--- PROVIDED MATERIAL Enclosed Below ---

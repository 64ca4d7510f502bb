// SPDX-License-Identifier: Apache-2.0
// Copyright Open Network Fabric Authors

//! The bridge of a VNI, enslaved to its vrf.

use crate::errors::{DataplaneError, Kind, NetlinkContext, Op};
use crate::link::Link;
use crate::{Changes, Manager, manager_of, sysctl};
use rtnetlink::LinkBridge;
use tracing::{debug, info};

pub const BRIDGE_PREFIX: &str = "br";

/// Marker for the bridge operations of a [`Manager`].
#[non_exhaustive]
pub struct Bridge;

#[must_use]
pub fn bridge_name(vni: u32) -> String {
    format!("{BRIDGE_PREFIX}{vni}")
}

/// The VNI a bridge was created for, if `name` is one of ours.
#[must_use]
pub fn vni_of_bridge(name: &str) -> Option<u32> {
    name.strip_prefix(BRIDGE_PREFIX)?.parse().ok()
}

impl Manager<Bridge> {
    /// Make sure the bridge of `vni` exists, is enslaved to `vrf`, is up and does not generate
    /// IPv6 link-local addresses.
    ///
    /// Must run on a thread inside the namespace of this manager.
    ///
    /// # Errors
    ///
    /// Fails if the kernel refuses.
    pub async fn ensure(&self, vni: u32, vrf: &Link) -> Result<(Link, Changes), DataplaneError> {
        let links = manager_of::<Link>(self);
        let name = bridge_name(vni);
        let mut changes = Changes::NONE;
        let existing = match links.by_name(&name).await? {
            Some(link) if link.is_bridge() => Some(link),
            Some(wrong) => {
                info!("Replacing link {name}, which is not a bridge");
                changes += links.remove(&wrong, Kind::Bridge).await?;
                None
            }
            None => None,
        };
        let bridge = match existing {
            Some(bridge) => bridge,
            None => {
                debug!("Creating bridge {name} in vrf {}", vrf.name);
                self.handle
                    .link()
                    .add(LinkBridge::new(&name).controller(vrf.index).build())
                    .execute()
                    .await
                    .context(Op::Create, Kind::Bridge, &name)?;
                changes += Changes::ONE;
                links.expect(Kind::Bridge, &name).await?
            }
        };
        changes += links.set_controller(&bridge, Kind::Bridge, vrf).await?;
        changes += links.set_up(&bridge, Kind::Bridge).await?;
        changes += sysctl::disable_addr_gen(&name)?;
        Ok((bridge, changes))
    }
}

--- End of Enclosed PROVIDED MATERIAL ---

*TASK*.
Please reproduce, exactly as they appear above, the lines from the line containing "pub fn bridge_name(vni: u32)" up to and including the line containing "self.handle".

*RESPONSE BOX*.
pub fn bridge_name(vni: u32) -> String {
    format!("{BRIDGE_PREFIX}{vni}")
}

/// The VNI a bridge was created for, if `name` is one of ours.
#[must_use]
pub fn vni_of_bridge(name: &str) -> Option<u32> {
    name.strip_prefix(BRIDGE_PREFIX)?.parse().ok()
}

impl Manager<Bridge> {
    /// Make sure the bridge of `vni` exists, is enslaved to `vrf`, is up and does not generate
    /// IPv6 link-local addresses.
    ///
    /// Must run on a thread inside the namespace of this manager.
    ///
    /// # Errors
    ///
    /// Fails if the kernel refuses.
    pub async fn ensure(&self, vni: u32, vrf: &Link) -> Result<(Link, Changes), DataplaneError> {
        let links = manager_of::<Link>(self);
        let name = bridge_name(vni);
        let mut changes = Changes::NONE;
        let existing = match links.by_name(&name).await? {
            Some(link) if link.is_bridge() => Some(link),
            Some(wrong) => {
                info!("Replacing link {name}, which is not a bridge");
                changes += links.remove(&wrong, Kind::Bridge).await?;
                None
            }
            None => None,
        };
        let bridge = match existing {
            Some(bridge) => bridge,
            None => {
                debug!("Creating bridge {name} in vrf {}", vrf.name);
                self.handle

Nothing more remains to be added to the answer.